Author(s): Raghu Gopal
Wowing an audience is a tough task nowadays. It's not often that a new high-profile product pops up completely out of the blue.
The charm of witnessing a new device being introduced to the world isn't lost on customers. However, mega launch events have started to feel a lot less magical, thanks to the constant flow of leaked details.
These days it takes the equivalent of the population of a small village to pull together a product like a flagship smartphone or an innovative new laptop. Device makers work with external designers and other consultants to complete a design. They then deal with contract manufacturers on the other side of the globe. E-mails float around, mock-ups can get misplaced, and test devices end up in the hands of mobile operators. Employees along the chain can make mistakes, or worse.

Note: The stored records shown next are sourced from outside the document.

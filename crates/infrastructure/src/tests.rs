//! Unit tests for the in-memory cluster state.

use crate::cluster::InMemoryCluster;
use daemonjob_domain::cluster::{
    ClusterError, ClusterStateProvider, EventType, JobOwnerExtractor, ResourceKind,
};
use daemonjob_domain::resources::{DaemonJob, DaemonJobStatus, Job, Node, OwnerReference};
use daemonjob_domain::shared_kernel::NamespacedName;
use std::sync::Arc;

fn test_daemon_job(name: &str) -> DaemonJob {
    let mut daemon_job = DaemonJob::default();
    daemon_job.metadata.name = name.to_string();
    daemon_job.metadata.namespace = "default".to_string();
    daemon_job
}

fn test_node(name: &str) -> Node {
    let mut node = Node::default();
    node.metadata.name = name.to_string();
    node
}

fn owned_test_job(name: &str, owner_name: &str) -> Job {
    let mut job = Job::default();
    job.metadata.name = name.to_string();
    job.metadata.namespace = "default".to_string();
    job.metadata.owner_references.push(OwnerReference {
        api_version: DaemonJob::API_VERSION.to_string(),
        kind: DaemonJob::KIND.to_string(),
        name: owner_name.to_string(),
        uid: None,
        controller: true,
    });
    job
}

/// Extraction function equivalent to the controller's: controller owner of
/// the DaemonJob kind, by name.
fn daemon_job_owner_extractor() -> JobOwnerExtractor {
    Arc::new(|job: &Job| {
        let owner = job.metadata.controller_ref()?;
        if owner.api_version != DaemonJob::API_VERSION || owner.kind != DaemonJob::KIND {
            return None;
        }
        Some(owner.name.clone())
    })
}

mod store_tests {
    use super::*;

    #[tokio::test]
    async fn test_get_daemon_job_roundtrip() {
        let cluster = InMemoryCluster::new();
        let stored = cluster.upsert_daemon_job(test_daemon_job("dj"));

        let found = cluster
            .get_daemon_job(&NamespacedName::new("default", "dj"))
            .await
            .unwrap();

        let found = found.unwrap();
        assert_eq!(found.metadata.name, "dj");
        assert_eq!(found.metadata.resource_version, stored.metadata.resource_version);
        assert!(found.metadata.uid.is_some());
    }

    #[tokio::test]
    async fn test_get_daemon_job_not_found_is_none() {
        let cluster = InMemoryCluster::new();
        let found = cluster
            .get_daemon_job(&NamespacedName::new("default", "missing"))
            .await
            .unwrap();
        assert!(found.is_none());
    }

    #[tokio::test]
    async fn test_list_nodes_ordered_by_name() {
        let cluster = InMemoryCluster::new();
        cluster.upsert_node(test_node("b"));
        cluster.upsert_node(test_node("a"));
        cluster.upsert_node(test_node("c"));

        let names: Vec<String> = cluster
            .list_nodes()
            .await
            .unwrap()
            .into_iter()
            .map(|n| n.metadata.name)
            .collect();

        assert_eq!(names, vec!["a", "b", "c"]);
    }

    #[tokio::test]
    async fn test_create_job_twice_is_already_exists() {
        let cluster = InMemoryCluster::new();

        cluster.create_job(owned_test_job("dj-n1", "dj")).await.unwrap();
        let err = cluster
            .create_job(owned_test_job("dj-n1", "dj"))
            .await
            .unwrap_err();

        assert!(matches!(err, ClusterError::AlreadyExists { .. }));
        assert_eq!(cluster.list_jobs().len(), 1);
    }

    #[tokio::test]
    async fn test_injected_create_failure_fires_once() {
        let cluster = InMemoryCluster::new();
        cluster.fail_next_create();

        let err = cluster
            .create_job(owned_test_job("dj-n1", "dj"))
            .await
            .unwrap_err();
        assert!(matches!(err, ClusterError::Transient { .. }));

        cluster.create_job(owned_test_job("dj-n1", "dj")).await.unwrap();
        assert_eq!(cluster.list_jobs().len(), 1);
    }
}

mod status_update_tests {
    use super::*;

    fn counted_status(available: i32) -> DaemonJobStatus {
        DaemonJobStatus {
            desired_number_scheduled: available,
            number_available: Some(available),
            completed_jobs: Some(0),
            failed_jobs: Some(0),
        }
    }

    #[tokio::test]
    async fn test_status_update_with_current_version_succeeds() {
        let cluster = InMemoryCluster::new();
        let stored = cluster.upsert_daemon_job(test_daemon_job("dj"));
        let id = stored.metadata.namespaced_name();

        cluster
            .update_daemon_job_status(&id, counted_status(1), stored.metadata.resource_version)
            .await
            .unwrap();

        let updated = cluster.get_daemon_job(&id).await.unwrap().unwrap();
        assert_eq!(updated.status.number_available, Some(1));
        assert!(updated.metadata.resource_version > stored.metadata.resource_version);
    }

    #[tokio::test]
    async fn test_status_update_with_stale_version_conflicts() {
        let cluster = InMemoryCluster::new();
        let stored = cluster.upsert_daemon_job(test_daemon_job("dj"));
        let id = stored.metadata.namespaced_name();
        let stale = stored.metadata.resource_version;

        cluster
            .update_daemon_job_status(&id, counted_status(1), stale)
            .await
            .unwrap();

        let err = cluster
            .update_daemon_job_status(&id, counted_status(2), stale)
            .await
            .unwrap_err();

        assert!(matches!(err, ClusterError::VersionConflict { .. }));
        let current = cluster.get_daemon_job(&id).await.unwrap().unwrap();
        assert_eq!(current.status.number_available, Some(1));
    }

    #[tokio::test]
    async fn test_status_update_of_missing_daemon_job_is_not_found() {
        let cluster = InMemoryCluster::new();
        let err = cluster
            .update_daemon_job_status(&NamespacedName::new("default", "gone"), counted_status(0), 1)
            .await
            .unwrap_err();
        assert!(matches!(err, ClusterError::NotFound { .. }));
    }
}

mod owner_index_tests {
    use super::*;

    #[tokio::test]
    async fn test_owned_jobs_are_indexed_on_create() {
        let cluster = InMemoryCluster::new();
        cluster.register_job_owner_index(daemon_job_owner_extractor());

        cluster.create_job(owned_test_job("dj-n2", "dj")).await.unwrap();
        cluster.create_job(owned_test_job("dj-n1", "dj")).await.unwrap();
        cluster.create_job(owned_test_job("other-n1", "other")).await.unwrap();

        let owned = cluster
            .list_owned_jobs(&NamespacedName::new("default", "dj"))
            .await
            .unwrap();

        let names: Vec<&str> = owned.iter().map(|j| j.metadata.name.as_str()).collect();
        assert_eq!(names, vec!["dj-n1", "dj-n2"]);
    }

    #[tokio::test]
    async fn test_index_is_rebuilt_for_preexisting_jobs() {
        let cluster = InMemoryCluster::new();
        cluster.create_job(owned_test_job("dj-n1", "dj")).await.unwrap();

        cluster.register_job_owner_index(daemon_job_owner_extractor());

        let owned = cluster
            .list_owned_jobs(&NamespacedName::new("default", "dj"))
            .await
            .unwrap();
        assert_eq!(owned.len(), 1);
    }

    #[tokio::test]
    async fn test_foreign_owner_is_never_indexed() {
        let cluster = InMemoryCluster::new();
        cluster.register_job_owner_index(daemon_job_owner_extractor());

        let mut foreign = Job::default();
        foreign.metadata.name = "dj-n1".to_string();
        foreign.metadata.namespace = "default".to_string();
        foreign.metadata.owner_references.push(OwnerReference {
            api_version: "batch/v1".to_string(),
            kind: "CronJob".to_string(),
            name: "dj".to_string(),
            uid: None,
            controller: true,
        });
        cluster.create_job(foreign).await.unwrap();

        let owned = cluster
            .list_owned_jobs(&NamespacedName::new("default", "dj"))
            .await
            .unwrap();
        assert!(owned.is_empty());
    }

    #[tokio::test]
    async fn test_deleted_jobs_leave_the_index() {
        let cluster = InMemoryCluster::new();
        cluster.register_job_owner_index(daemon_job_owner_extractor());
        cluster.create_job(owned_test_job("dj-n1", "dj")).await.unwrap();

        cluster.delete_job(&NamespacedName::new("default", "dj-n1"));

        let owned = cluster
            .list_owned_jobs(&NamespacedName::new("default", "dj"))
            .await
            .unwrap();
        assert!(owned.is_empty());
    }
}

mod watch_tests {
    use super::*;

    #[tokio::test]
    async fn test_node_events_are_delivered() {
        let cluster = InMemoryCluster::new();
        let mut events = cluster.subscribe(ResourceKind::Node);

        cluster.upsert_node(test_node("n1"));
        cluster.remove_node("n1");

        let added = events.recv().await.unwrap();
        assert_eq!(added.kind, ResourceKind::Node);
        assert_eq!(added.event_type, EventType::Added);
        assert_eq!(added.identity, NamespacedName::cluster_scoped("n1"));

        let deleted = events.recv().await.unwrap();
        assert_eq!(deleted.event_type, EventType::Deleted);
    }

    #[tokio::test]
    async fn test_job_events_carry_owner_identity() {
        let cluster = InMemoryCluster::new();
        cluster.register_job_owner_index(daemon_job_owner_extractor());
        let mut events = cluster.subscribe(ResourceKind::Job);

        cluster.create_job(owned_test_job("dj-n1", "dj")).await.unwrap();
        cluster.delete_job(&NamespacedName::new("default", "dj-n1"));

        let added = events.recv().await.unwrap();
        assert_eq!(added.event_type, EventType::Added);
        assert_eq!(added.owner, Some(NamespacedName::new("default", "dj")));

        let deleted = events.recv().await.unwrap();
        assert_eq!(deleted.event_type, EventType::Deleted);
        assert_eq!(deleted.owner, Some(NamespacedName::new("default", "dj")));
    }

    #[tokio::test]
    async fn test_daemon_job_events_are_delivered() {
        let cluster = InMemoryCluster::new();
        let mut events = cluster.subscribe(ResourceKind::DaemonJob);

        let stored = cluster.upsert_daemon_job(test_daemon_job("dj"));
        let id = stored.metadata.namespaced_name();

        let added = events.recv().await.unwrap();
        assert_eq!(added.event_type, EventType::Added);
        assert_eq!(added.identity, id);
    }
}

Widespread connectivity and cameras mean that leaks have become an aspect of the modern tech marketing ecosystem. Occasionally, they can even be a tactical part of a manufacturer's marketing strategy; disclosing certain information whets the appetite for more details and can help manage expectations. Journalists and bloggers pick up on this and feed their audience what they can: fuzzy photos, vague feature sets, rumoured launch dates and more. More generally, however, leaks are motivated by individuals looking for their 15 minutes of fame, or worse, see them as a cynical revenue opportunity to boost Web traffic and revenue.
Most device makers truly hate leaks, employing experienced teams to investigate them and to try and find the culprits — usually without success.
However, the bottom line is that a brilliant design and top-of-the-line hardware makes for the biggest success story and creates the strongest impact. In recent times, leaks have become so revealing that they leave little to the imagination about the device by the time it's officially announced to the world. It's a sad state of affairs that seems unlikely to go away.